21 The Supreme Court in a box of Naveen Kohli Vs. Neelu Kohli 4, dealt with this emanate succinctly as follows:
74. We have been predominantly tender by a care that once a matrimony has damaged down over repair, it would be impractical for a law not to take notice of that fact, and it would be damaging to 4 (2006) 4 SCC 558 sat 21/21 FCA 133 of 2006 multitude and damaging to a interests of a parties. Where there has been a prolonged duration of continual separation, it might sincerely be surmised that a matrimonial bond is over repair. The matrimony becomes a fiction, yet upheld by a authorised tie. By refusing to disjoin that tie a law in such cases does not offer a sanctification of marriage; on a contrary, it shows meagre courtesy for a feelings and emotions of a parties.

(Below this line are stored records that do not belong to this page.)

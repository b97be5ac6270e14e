//! Progress reporting trait for long-running operations.
//!
//! Defines a [`ProgressCallback`] trait that decouples progress reporting
//! from any specific rendering backend (e.g., `indicatif` progress bars or
//! silence). Implementations that draw to a terminal live in
//! `crash_stats_cli_utils`.

use std::sync::Arc;

/// Trait for reporting progress from long-running operations.
pub trait ProgressCallback: Send + Sync {
    /// Set the total expected units of work (enables percentage/ETA).
    fn set_total(&self, total: u64);

    /// Advance progress by `delta` units.
    fn inc(&self, delta: u64);

    /// Update the message displayed alongside the progress indicator.
    fn set_message(&self, msg: String);

    /// Mark progress as complete with a final message.
    fn finish(&self, msg: String);
}

/// A no-op implementation of [`ProgressCallback`] that silently ignores
/// all progress updates.
pub struct NullProgress;

impl ProgressCallback for NullProgress {
    fn set_total(&self, _total: u64) {}
    fn inc(&self, _delta: u64) {}
    fn set_message(&self, _msg: String) {}
    fn finish(&self, _msg: String) {}
}

/// Returns a shared [`NullProgress`] instance for convenient use.
#[must_use]
pub fn null_progress() -> Arc<dyn ProgressCallback> {
    Arc::new(NullProgress)
}
//! Dataset registry: the built-in dataset definition plus loading of
//! user-supplied definitions.
//!
//! The default `.toml` in `packages/source/datasets/` is baked into the
//! binary at compile time via [`include_str!`].

use std::path::Path;

use crate::SourceError;
use crate::dataset_def::{DatasetDefinition, parse_dataset_toml};

/// Identifier of the built-in dataset.
pub const DEFAULT_DATASET_ID: &str = "mdta";

/// TOML config embedded at compile time.
const DEFAULT_DATASET_TOML: &str = include_str!("../datasets/mdta.toml");

/// Returns the built-in dataset definition.
///
/// # Panics
///
/// Panics if the embedded TOML config is malformed (this is a compile-time
/// guarantee since the config is embedded).
#[must_use]
pub fn default_dataset() -> DatasetDefinition {
    parse_dataset_toml(DEFAULT_DATASET_TOML)
        .unwrap_or_else(|e| panic!("Failed to parse {DEFAULT_DATASET_ID}.toml: {e}"))
}

/// Loads the dataset definition at `path`, or the built-in one when `path`
/// is `None`.
///
/// # Errors
///
/// Returns [`SourceError::Io`] if the file cannot be read, or
/// [`SourceError::Toml`] if it is not a valid dataset definition.
pub fn load_dataset(path: Option<&Path>) -> Result<DatasetDefinition, SourceError> {
    let Some(path) = path else {
        return Ok(default_dataset());
    };

    log::info!("Loading dataset definition from {}", path.display());
    let toml_str = std::fs::read_to_string(path)?;
    parse_dataset_toml(&toml_str)
}
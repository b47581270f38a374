// ─── Build Index ───
// Handles fetching server-jar builds from the mcjars build index.

use serde::Deserialize;
use tracing::info;

use crate::core::error::{BuilderError, BuilderResult};

const MCJARS_API_BASE: &str = "https://versions.mcjars.app/api/v2";

/// Response of `GET /builds/{TYPE}/{version}`.
#[derive(Debug, Deserialize)]
pub struct BuildsResponse {
    #[serde(default)]
    pub success: bool,
    #[serde(default)]
    pub builds: Vec<BuildRecord>,
}

/// A single published build for a loader + game version.
#[derive(Debug, Clone, Deserialize)]
#[serde(rename_all = "camelCase")]
pub struct BuildRecord {
    pub id: i64,
    #[serde(default)]
    pub name: Option<String>,
    #[serde(default)]
    pub build_number: Option<i64>,
    #[serde(default)]
    pub experimental: bool,
    pub jar_url: Option<String>,
    pub jar_size: Option<u64>,
}

/// The concrete jar the pipeline will bundle.
#[derive(Debug, Clone, PartialEq)]
pub struct ServerJarInfo {
    pub jar_url: String,
    pub build_id: i64,
    pub jar_size: Option<u64>,
}

/// Resolve the newest build for `loader` + `version`.
///
/// The index keys builds by upper-cased loader name; the first entry is the
/// latest. A missing build list or a null `jarUrl` means there is nothing
/// to serve for this combination.
pub async fn fetch_server_jar(
    client: &reqwest::Client,
    loader_name: &str,
    version: &str,
) -> BuilderResult<ServerJarInfo> {
    let url = format!(
        "{}/builds/{}/{}",
        MCJARS_API_BASE,
        loader_name.to_uppercase(),
        version
    );
    info!("Fetching server jar build for {} {}", loader_name, version);

    let response: BuildsResponse = client.get(&url).send().await?.json().await?;

    let build = response.builds.into_iter().next();
    match build.and_then(|b| b.jar_url.clone().map(|jar_url| (b, jar_url))) {
        Some((build, jar_url)) => Ok(ServerJarInfo {
            jar_url,
            build_id: build.id,
            jar_size: build.jar_size,
        }),
        None => Err(BuilderError::NoServerJar {
            loader: loader_name.to_string(),
            version: version.to_string(),
        }),
    }
}

#[cfg(test)]
mod tests {
    use super::*;

    #[test]
    fn deserialize_build_record() {
        let json = r#"{
            "success": true,
            "builds": [
                { "id": 42, "name": "1.21.1", "buildNumber": 7, "experimental": false,
                  "jarUrl": "https://example.com/server.jar", "jarSize": 123456 }
            ]
        }"#;
        let parsed: BuildsResponse = serde_json::from_str(json).unwrap();
        assert!(parsed.success);
        assert_eq!(parsed.builds[0].id, 42);
        assert_eq!(
            parsed.builds[0].jar_url.as_deref(),
            Some("https://example.com/server.jar")
        );
        assert_eq!(parsed.builds[0].jar_size, Some(123456));
    }

    #[test]
    fn deserialize_build_without_jar() {
        let json = r#"{ "success": true, "builds": [ { "id": 1, "jarUrl": null, "jarSize": null } ] }"#;
        let parsed: BuildsResponse = serde_json::from_str(json).unwrap();
        assert!(parsed.builds[0].jar_url.is_none());
    }
}
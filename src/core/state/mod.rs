// ─── Persisted State ───
// Selection and server configuration survive restarts as JSON files under
// the user data directory, wrapped in a schema-versioned envelope.

pub mod selection;
pub mod server_config;

#[allow(unused_imports)]
pub use selection::Selection;
#[allow(unused_imports)]
pub use server_config::{GameruleEntry, ServerConfig};

use std::path::PathBuf;

use chrono::{DateTime, Utc};
use serde::de::DeserializeOwned;
use serde::{Deserialize, Serialize};
use tracing::warn;

use crate::core::error::{BuilderError, BuilderResult};

const APP_DIR_NAME: &str = "minecraft-server-builder";
const SELECTION_FILE: &str = "selection.json";
const SERVER_CONFIG_FILE: &str = "server_config.json";

/// Bump when a persisted layout changes and add a step to `migrate_step`.
const SCHEMA_VERSION: u32 = 1;

/// Envelope around every persisted file.
#[derive(Debug, Serialize, Deserialize)]
struct Persisted<T> {
    schema_version: u32,
    saved_at: DateTime<Utc>,
    data: T,
}

/// Loads and saves the durable state containers.
pub struct StateStore {
    data_dir: PathBuf,
}

impl StateStore {
    pub fn new() -> Self {
        let base = dirs::data_dir().unwrap_or_else(|| PathBuf::from("."));
        Self {
            data_dir: base.join(APP_DIR_NAME),
        }
    }

    /// Store rooted at an explicit directory.
    pub fn at(data_dir: PathBuf) -> Self {
        Self { data_dir }
    }

    pub fn data_dir(&self) -> &PathBuf {
        &self.data_dir
    }

    pub fn load_selection(&self) -> Selection {
        self.load(SELECTION_FILE)
    }

    pub fn save_selection(&self, selection: &Selection) -> BuilderResult<()> {
        self.save(SELECTION_FILE, selection)
    }

    pub fn load_server_config(&self) -> ServerConfig {
        self.load(SERVER_CONFIG_FILE)
    }

    pub fn save_server_config(&self, config: &ServerConfig) -> BuilderResult<()> {
        self.save(SERVER_CONFIG_FILE, config)
    }

    /// Forget everything persisted.
    pub fn clear(&self) -> BuilderResult<()> {
        for file_name in [SELECTION_FILE, SERVER_CONFIG_FILE] {
            let path = self.data_dir.join(file_name);
            if path.exists() {
                std::fs::remove_file(&path).map_err(|source| BuilderError::Io {
                    path: path.clone(),
                    source,
                })?;
            }
        }
        Ok(())
    }

    fn load<T: DeserializeOwned + Default>(&self, file_name: &str) -> T {
        let path = self.data_dir.join(file_name);
        let raw = match std::fs::read_to_string(&path) {
            Ok(raw) => raw,
            Err(_) => return T::default(),
        };

        let persisted: Persisted<serde_json::Value> = match serde_json::from_str(&raw) {
            Ok(p) => p,
            Err(e) => {
                warn!("Corrupt state file {:?}: {}", path, e);
                return T::default();
            }
        };

        let mut value = persisted.data;
        let mut version = persisted.schema_version;
        while version < SCHEMA_VERSION {
            value = migrate_step(version, value);
            version += 1;
        }

        match serde_json::from_value(value) {
            Ok(data) => data,
            Err(e) => {
                warn!("Unreadable state file {:?}: {}", path, e);
                T::default()
            }
        }
    }

    fn save<T: Serialize>(&self, file_name: &str, data: &T) -> BuilderResult<()> {
        std::fs::create_dir_all(&self.data_dir).map_err(|source| BuilderError::Io {
            path: self.data_dir.clone(),
            source,
        })?;

        let persisted = Persisted {
            schema_version: SCHEMA_VERSION,
            saved_at: Utc::now(),
            data,
        };
        let json = serde_json::to_string_pretty(&persisted)?;

        let path = self.data_dir.join(file_name);
        std::fs::write(&path, json).map_err(|source| BuilderError::Io { path, source })
    }
}

impl Default for StateStore {
    fn default() -> Self {
        Self::new()
    }
}

/// One migration hop: transform a `version` envelope payload into the
/// `version + 1` layout. Version 1 is the first persisted layout, so there
/// is nothing to rewrite yet.
fn migrate_step(_version: u32, value: serde_json::Value) -> serde_json::Value {
    value
}
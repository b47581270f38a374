// ─── Version Ordering ───
// Total order over dot-separated numeric game versions. Every other engine
// (property diffs, gamerule history, compatibility) leans on this.

use std::cmp::Ordering;
use std::fmt;

/// A parsed dotted version such as `1.20.4`.
///
/// Missing trailing components compare as zero, so `1.2` equals `1.2.0`.
/// Non-numeric components (snapshots, pre-releases) parse as zero rather
/// than failing; the content APIs only hand us release-style strings here.
#[derive(Debug, Clone, PartialEq, Eq)]
pub struct VersionTuple(Vec<u32>);

impl VersionTuple {
    pub fn parse(version: &str) -> Self {
        Self(
            version
                .split('.')
                .map(|part| part.trim().parse::<u32>().unwrap_or(0))
                .collect(),
        )
    }

    pub fn components(&self) -> &[u32] {
        &self.0
    }
}

impl Ord for VersionTuple {
    fn cmp(&self, other: &Self) -> Ordering {
        let len = self.0.len().max(other.0.len());
        for i in 0..len {
            let a = self.0.get(i).copied().unwrap_or(0);
            let b = other.0.get(i).copied().unwrap_or(0);
            match a.cmp(&b) {
                Ordering::Equal => continue,
                unequal => return unequal,
            }
        }
        Ordering::Equal
    }
}

impl PartialOrd for VersionTuple {
    fn partial_cmp(&self, other: &Self) -> Option<Ordering> {
        Some(self.cmp(other))
    }
}

impl fmt::Display for VersionTuple {
    fn fmt(&self, f: &mut fmt::Formatter<'_>) -> fmt::Result {
        let parts: Vec<String> = self.0.iter().map(|p| p.to_string()).collect();
        write!(f, "{}", parts.join("."))
    }
}

/// Compare two dotted version strings.
pub fn compare_versions(a: &str, b: &str) -> Ordering {
    VersionTuple::parse(a).cmp(&VersionTuple::parse(b))
}
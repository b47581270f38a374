use std::collections::BTreeMap;

use serde::{Deserialize, Serialize};

use crate::core::version::VersionTuple;

/// A parsed fact from the external gamerule change history.
#[derive(Debug, Clone, PartialEq, Serialize, Deserialize)]
pub struct GameRuleEvent {
    pub version: String,
    pub action: RuleAction,
    pub rule_name: String,
    #[serde(default)]
    pub old_name: Option<String>,
}

#[derive(Debug, Clone, Copy, PartialEq, Eq, Serialize, Deserialize)]
#[serde(rename_all = "lowercase")]
pub enum RuleAction {
    Add,
    Remove,
    Rename,
}

/// Best-known description of a rule. Not version-scoped; the history feed
/// only documents the current table.
#[derive(Debug, Clone, PartialEq, Serialize, Deserialize)]
pub struct GameRuleMetadata {
    pub name: String,
    pub description: String,
    pub default_value: String,
    pub rule_type: String,
}

impl GameRuleMetadata {
    /// Placeholder for a rule the history mentions but the current table
    /// does not describe.
    fn unknown(name: &str) -> Self {
        Self {
            name: name.to_string(),
            description: "no description".to_string(),
            default_value: "unknown".to_string(),
            rule_type: "unknown".to_string(),
        }
    }
}

/// Replay the event history up to `target` and attach metadata to every
/// rule still alive.
///
/// The history feed is noisy: names are inconsistently cased between the
/// event rows and the metadata table, so an exact-lookup miss falls back to
/// [`recover_metadata`]. That step is a best-effort heuristic, nothing
/// more; a rule it cannot place gets a stub record.
pub fn resolve_rules(
    events: &[GameRuleEvent],
    metadata: &BTreeMap<String, GameRuleMetadata>,
    target: &str,
) -> Vec<GameRuleMetadata> {
    let target_version = VersionTuple::parse(target);

    let mut ordered: Vec<&GameRuleEvent> = events
        .iter()
        .filter(|e| VersionTuple::parse(&e.version) <= target_version)
        .collect();
    ordered.sort_by(|a, b| VersionTuple::parse(&a.version).cmp(&VersionTuple::parse(&b.version)));

    // Insertion-ordered active set, so output order follows rule history.
    let mut active: Vec<String> = Vec::new();
    for event in ordered {
        match event.action {
            RuleAction::Add => {
                if !active.contains(&event.rule_name) {
                    active.push(event.rule_name.clone());
                }
            }
            RuleAction::Remove => active.retain(|name| name != &event.rule_name),
            RuleAction::Rename => {
                if let Some(old) = &event.old_name {
                    active.retain(|name| name != old);
                }
                if !active.contains(&event.rule_name) {
                    active.push(event.rule_name.clone());
                }
            }
        }
    }

    active
        .iter()
        .map(|name| match metadata.get(name) {
            Some(meta) => meta.clone(),
            None => recover_metadata(name, events, metadata, &target_version)
                .unwrap_or_else(|| GameRuleMetadata::unknown(name)),
        })
        .collect()
}

/// Fuzzy metadata lookup for a rule name the table does not list verbatim.
///
/// If any rename involving an underscored name landed strictly before the
/// target version, the table is assumed to have moved to snake_case and
/// both sides are compared under snake_case normalization (equality or
/// substring in either direction). Otherwise the symmetric camelCase
/// search runs, and a camelCase hit also rewrites the returned name to the
/// normalized form.
fn recover_metadata(
    name: &str,
    events: &[GameRuleEvent],
    metadata: &BTreeMap<String, GameRuleMetadata>,
    target_version: &VersionTuple,
) -> Option<GameRuleMetadata> {
    let snake_renames_before_target = events.iter().any(|e| {
        e.action == RuleAction::Rename
            && (e.rule_name.contains('_')
                || e.old_name.as_deref().is_some_and(|old| old.contains('_')))
            && VersionTuple::parse(&e.version) < *target_version
    });

    if snake_renames_before_target {
        let normalized = to_snake_case(name);
        for (meta_name, meta) in metadata {
            let candidate = to_snake_case(meta_name);
            if normalized == candidate
                || normalized.contains(&candidate)
                || candidate.contains(&normalized)
            {
                return Some(meta.clone());
            }
        }
    } else {
        let normalized = to_camel_case(name);
        for (meta_name, meta) in metadata {
            let candidate = to_camel_case(meta_name);
            if normalized == candidate
                || normalized.contains(&candidate)
                || candidate.contains(&normalized)
            {
                let mut found = meta.clone();
                found.name = normalized;
                return Some(found);
            }
        }
    }

    None
}

/// `doFireTick` -> `do_fire_tick`.
fn to_snake_case(s: &str) -> String {
    let mut out = String::with_capacity(s.len());
    let mut prev_lower = false;
    for c in s.chars() {
        if prev_lower && c.is_ascii_uppercase() {
            out.push('_');
        }
        prev_lower = c.is_ascii_lowercase();
        out.push(c.to_ascii_lowercase());
    }
    out
}

/// `do_fire_tick` -> `doFireTick`. Underscores not followed by a lowercase
/// letter are simply dropped.
fn to_camel_case(s: &str) -> String {
    let mut out = String::with_capacity(s.len());
    let mut upper_next = false;
    for c in s.chars() {
        if c == '_' {
            upper_next = true;
            continue;
        }
        if upper_next && c.is_ascii_lowercase() {
            out.push(c.to_ascii_uppercase());
        } else {
            out.push(c);
        }
        upper_next = false;
    }
    out
}

#[cfg(test)]
mod tests {
    use super::*;

    fn event(version: &str, action: RuleAction, rule_name: &str) -> GameRuleEvent {
        GameRuleEvent {
            version: version.to_string(),
            action,
            rule_name: rule_name.to_string(),
            old_name: None,
        }
    }

    fn rename(version: &str, old_name: &str, rule_name: &str) -> GameRuleEvent {
        GameRuleEvent {
            version: version.to_string(),
            action: RuleAction::Rename,
            rule_name: rule_name.to_string(),
            old_name: Some(old_name.to_string()),
        }
    }

    fn meta(name: &str) -> GameRuleMetadata {
        GameRuleMetadata {
            name: name.to_string(),
            description: format!("{} description", name),
            default_value: "true".to_string(),
            rule_type: "bool".to_string(),
        }
    }

    fn metadata_for(names: &[&str]) -> BTreeMap<String, GameRuleMetadata> {
        names
            .iter()
            .map(|n| (n.to_string(), meta(n)))
            .collect()
    }

    #[test]
    fn rule_is_active_between_add_and_remove() {
        let events = vec![
            event("1.8", RuleAction::Add, "doFireTick"),
            event("1.19", RuleAction::Remove, "doFireTick"),
        ];
        let metadata = metadata_for(&["doFireTick"]);

        let at_1_10 = resolve_rules(&events, &metadata, "1.10");
        assert!(at_1_10.iter().any(|r| r.name == "doFireTick"));

        let at_1_20 = resolve_rules(&events, &metadata, "1.20");
        assert!(!at_1_20.iter().any(|r| r.name == "doFireTick"));
    }

    #[test]
    fn events_replay_in_version_order_regardless_of_input_order() {
        // Remove listed before the add that precedes it in version order.
        let events = vec![
            event("1.19", RuleAction::Remove, "doFireTick"),
            event("1.8", RuleAction::Add, "doFireTick"),
        ];
        let metadata = metadata_for(&["doFireTick"]);

        let rules = resolve_rules(&events, &metadata, "1.20");
        assert!(rules.is_empty());
    }

    #[test]
    fn rename_swaps_the_active_name() {
        let events = vec![
            event("1.4.2", RuleAction::Add, "doFireTick"),
            rename("1.21.11", "doFireTick", "fire_tick"),
        ];
        let metadata = metadata_for(&["doFireTick", "fire_tick"]);

        let rules = resolve_rules(&events, &metadata, "1.21.11");
        assert_eq!(rules.len(), 1);
        assert_eq!(rules[0].name, "fire_tick");

        let before = resolve_rules(&events, &metadata, "1.21.10");
        assert_eq!(before[0].name, "doFireTick");
    }

    #[test]
    fn snake_case_recovery_after_underscored_renames() {
        let events = vec![
            event("1.4.2", RuleAction::Add, "doFireTick"),
            event("1.4.2", RuleAction::Add, "doDaylightCycle"),
            rename("1.21.11", "doDaylightCycle", "daylight_cycle"),
            rename("1.21.11", "doFireTick", "fire_tick"),
        ];
        // The table only knows the old camelCase spellings.
        let metadata = metadata_for(&["doDaylightCycle", "doFireTick"]);

        let rules = resolve_rules(&events, &metadata, "1.21.12");
        assert_eq!(rules.len(), 2);
        // Both renamed rules matched their table rows through snake
        // normalization; the table spelling is kept.
        assert_eq!(rules[0].description, "doDaylightCycle description");
        assert_eq!(rules[1].description, "doFireTick description");
    }

    #[test]
    fn camel_case_recovery_rewrites_the_name() {
        let events = vec![event("1.8", RuleAction::Add, "do_mob_loot")];
        let metadata = metadata_for(&["doMobLoot"]);

        let rules = resolve_rules(&events, &metadata, "1.10");
        assert_eq!(rules.len(), 1);
        assert_eq!(rules[0].name, "doMobLoot");
        assert_eq!(rules[0].description, "doMobLoot description");
    }

    #[test]
    fn unmatched_rule_gets_a_stub() {
        let events = vec![event("1.8", RuleAction::Add, "mysteryRule")];
        let metadata = metadata_for(&["doFireTick"]);

        let rules = resolve_rules(&events, &metadata, "1.10");
        assert_eq!(rules.len(), 1);
        assert_eq!(rules[0].name, "mysteryRule");
        assert_eq!(rules[0].description, "no description");
        assert_eq!(rules[0].default_value, "unknown");
    }

    #[test]
    fn snake_case_normalization() {
        assert_eq!(to_snake_case("doFireTick"), "do_fire_tick");
        assert_eq!(to_snake_case("fire_tick"), "fire_tick");
    }

    #[test]
    fn camel_case_normalization() {
        assert_eq!(to_camel_case("do_fire_tick"), "doFireTick");
        assert_eq!(to_camel_case("doFireTick"), "doFireTick");
    }
}
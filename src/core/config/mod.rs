// ─── Server Configuration ───
// Version-aware synthesis of everything that ends up next to the jar:
// `server.properties`, the live gamerule set, and the startup script.

pub mod gamerules;
pub mod properties;
pub mod startup;

#[allow(unused_imports)]
pub use gamerules::{resolve_rules, GameRuleEvent, GameRuleMetadata, RuleAction};
#[allow(unused_imports)]
pub use properties::{
    base_properties, generate_properties, synthesize_properties, PropertyValue, VersionDiff,
};
#[allow(unused_imports)]
pub use startup::{aikar_flags, java_major_for, startup_script};
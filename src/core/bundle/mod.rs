// ─── Bundle Assembly ───
// Everything between "the user clicked build" and "a zip landed on disk":
// asset collection, mrpack expansion, the gamerule datapack, the in-memory
// archive and the pipeline driving them.

pub mod archive;
pub mod collect;
pub mod datapack;
pub mod mrpack;
pub mod pipeline;

#[allow(unused_imports)]
pub use archive::BundleArchive;
#[allow(unused_imports)]
pub use collect::{collect_downloads, CollectedAssets};
#[allow(unused_imports)]
pub use datapack::gamerule_datapack;
#[allow(unused_imports)]
pub use mrpack::{read_pack_index, PackFile, PackIndex};
#[allow(unused_imports)]
pub use pipeline::{
    build_file_name, BuildArtifact, BuildPipeline, BuildProgress, BuildState, JarResolver,
    McJarsResolver,
};
pub mod ordering;

#[allow(unused_imports)]
pub use ordering::{compare_versions, VersionTuple};
use std::sync::atomic::{AtomicBool, Ordering};
use std::sync::Arc;

/// Cooperative cancellation handle for a single build run.
///
/// Cloned freely; all clones observe the same flag. The pipeline checks it
/// at every state boundary and between downloads, so cancellation lands
/// within one asset fetch at worst.
#[derive(Debug, Clone, Default)]
pub struct CancelToken {
    cancelled: Arc<AtomicBool>,
}

impl CancelToken {
    pub fn new() -> Self {
        Self::default()
    }

    pub fn cancel(&self) {
        self.cancelled.store(true, Ordering::SeqCst);
    }

    pub fn is_cancelled(&self) -> bool {
        self.cancelled.load(Ordering::SeqCst)
    }
}

#[cfg(test)]
mod tests {
    use super::*;

    #[test]
    fn clones_share_the_flag() {
        let token = CancelToken::new();
        let clone = token.clone();
        assert!(!clone.is_cancelled());

        token.cancel();
        assert!(clone.is_cancelled());
    }
}
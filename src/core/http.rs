use reqwest::Client;
use std::time::Duration;

pub const APP_USER_AGENT: &str = concat!("Minecraft-Server-Builder/", env!("CARGO_PKG_VERSION"));

pub fn build_http_client() -> Result<Client, reqwest::Error> {
    Client::builder()
        .user_agent(APP_USER_AGENT)
        .timeout(Duration::from_secs(30))
        .build()
}

#[cfg(test)]
mod tests {
    use super::*;

    #[test]
    fn client_builds_with_the_crate_user_agent() {
        build_http_client().unwrap();
        assert!(APP_USER_AGENT.starts_with("Minecraft-Server-Builder/"));
    }
}
use async_trait::async_trait;
use chrono::Duration;
use futures_util::stream::{self, StreamExt};
use sha1::{Digest, Sha1};
use sha2::Sha512;
use tokio::sync::Mutex;
use tracing::debug;

use crate::core::cancel::CancelToken;
use crate::core::error::{BuilderError, BuilderResult};

use super::cache::AssetCache;

const DEFAULT_CACHE_TTL_MINUTES: i64 = 10;

/// A single file destined for the output archive, with optional hashes for
/// validation.
#[derive(Debug, Clone, Default, PartialEq)]
pub struct DownloadItem {
    pub url: String,
    pub filename: String,
    /// Archive folder, `""` for the root.
    pub folder: String,
    pub size: Option<u64>,
    pub sha1: Option<String>,
    pub sha512: Option<String>,
}

/// Anything that can turn a URL into bytes. The production implementation
/// is [`Downloader`]; tests substitute an in-memory map.
#[async_trait]
pub trait AssetSource: Send + Sync {
    async fn fetch(&self, url: &str) -> BuilderResult<Vec<u8>>;
}

/// Cached HTTP fetcher for build assets.
pub struct Downloader {
    client: reqwest::Client,
    cache: Mutex<AssetCache>,
}

impl Downloader {
    pub fn new(client: reqwest::Client) -> Self {
        Self::with_ttl(client, Duration::minutes(DEFAULT_CACHE_TTL_MINUTES))
    }

    pub fn with_ttl(client: reqwest::Client, ttl: Duration) -> Self {
        Self {
            client,
            cache: Mutex::new(AssetCache::new(ttl)),
        }
    }

    /// Fetch a URL, serving from the TTL cache when possible.
    pub async fn fetch_bytes(&self, url: &str) -> BuilderResult<Vec<u8>> {
        if let Some(bytes) = self.cache.lock().await.get(url) {
            debug!("Cache hit for {}", url);
            return Ok(bytes);
        }

        let response = self.client.get(url).send().await?;
        let status = response.status();
        if !status.is_success() {
            return Err(BuilderError::DownloadFailed {
                url: url.to_string(),
                status: status.as_u16(),
            });
        }

        let bytes = response.bytes().await?.to_vec();
        debug!("Downloaded {} ({} bytes)", url, bytes.len());
        self.cache.lock().await.insert(url, bytes.clone());
        Ok(bytes)
    }

    /// Drop every cached payload.
    pub async fn invalidate_cache(&self) {
        self.cache.lock().await.clear();
    }
}

#[async_trait]
impl AssetSource for Downloader {
    async fn fetch(&self, url: &str) -> BuilderResult<Vec<u8>> {
        self.fetch_bytes(url).await
    }
}

/// Validate a payload against whichever digests the metadata supplied.
pub fn verify_hashes(
    url: &str,
    bytes: &[u8],
    sha1_expected: Option<&str>,
    sha512_expected: Option<&str>,
) -> BuilderResult<()> {
    if let Some(expected) = sha1_expected {
        let actual = hex::encode(Sha1::digest(bytes));
        if !actual.eq_ignore_ascii_case(expected) {
            return Err(BuilderError::HashMismatch {
                url: url.to_string(),
                algorithm: "SHA-1",
                expected: expected.to_string(),
                actual,
            });
        }
    }
    if let Some(expected) = sha512_expected {
        let actual = hex::encode(Sha512::digest(bytes));
        if !actual.eq_ignore_ascii_case(expected) {
            return Err(BuilderError::HashMismatch {
                url: url.to_string(),
                algorithm: "SHA-512",
                expected: expected.to_string(),
                actual,
            });
        }
    }
    Ok(())
}

/// Bounded task queue over the download list.
///
/// Concurrency defaults to 1: sequential fetches keep progress accounting
/// trivial and avoid hammering third-party hosts. Raising it keeps the
/// contract: results and progress callbacks stay in item order, so the
/// completed count is monotonic and ends at the total.
pub struct DownloadQueue {
    concurrency: usize,
}

impl DownloadQueue {
    pub fn new() -> Self {
        Self { concurrency: 1 }
    }

    pub fn with_concurrency(concurrency: usize) -> Self {
        Self {
            concurrency: concurrency.max(1),
        }
    }

    /// Fetch every item, reporting `(filename, completed, total)` after
    /// each. Returns the payloads in item order.
    pub async fn run<F>(
        &self,
        source: &dyn AssetSource,
        items: &[DownloadItem],
        cancel: &CancelToken,
        mut on_progress: F,
    ) -> BuilderResult<Vec<Vec<u8>>>
    where
        F: FnMut(&str, usize, usize),
    {
        let total = items.len();
        let mut payloads = Vec::with_capacity(total);

        let mut pending = stream::iter(items.iter().map(|item| async move {
            let bytes = source.fetch(&item.url).await?;
            verify_hashes(
                &item.url,
                &bytes,
                item.sha1.as_deref(),
                item.sha512.as_deref(),
            )?;
            Ok::<Vec<u8>, BuilderError>(bytes)
        }))
        .buffered(self.concurrency);

        let mut completed = 0usize;
        while let Some(result) = pending.next().await {
            if cancel.is_cancelled() {
                return Err(BuilderError::Cancelled);
            }
            payloads.push(result?);
            completed += 1;
            on_progress(&items[completed - 1].filename, completed, total);
        }

        Ok(payloads)
    }
}

impl Default for DownloadQueue {
    fn default() -> Self {
        Self::new()
    }
}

75. Public seductiveness final not usually that a married standing should, as distant as possible, as prolonged as possible, and whenever possible, be maintained, yet where a matrimony has been wrecked over a wish of salvage, open seductiveness lies in a approval of that fact.
76. Since there is no excusable approach in that a associate can be compelled to resume life with a consort, zero is gained by perplexing to keep a parties tied perpetually to a matrimony that in fact has ceased to exist.
22 The observations quoted above directly request to a contribution of a benefaction case. It would be a grave misapplication not to disjoin a marital tie between a parties.
23 For all these reasons, we set aside a visualisation of a Family Court and extend a direct of divorce to a Appellant. There shall no sequence as to costs.
24 On a request done by a schooled Counsel for a Respondent, we curb a Appellant from constrictive matrimony for a duration of ninety days from today.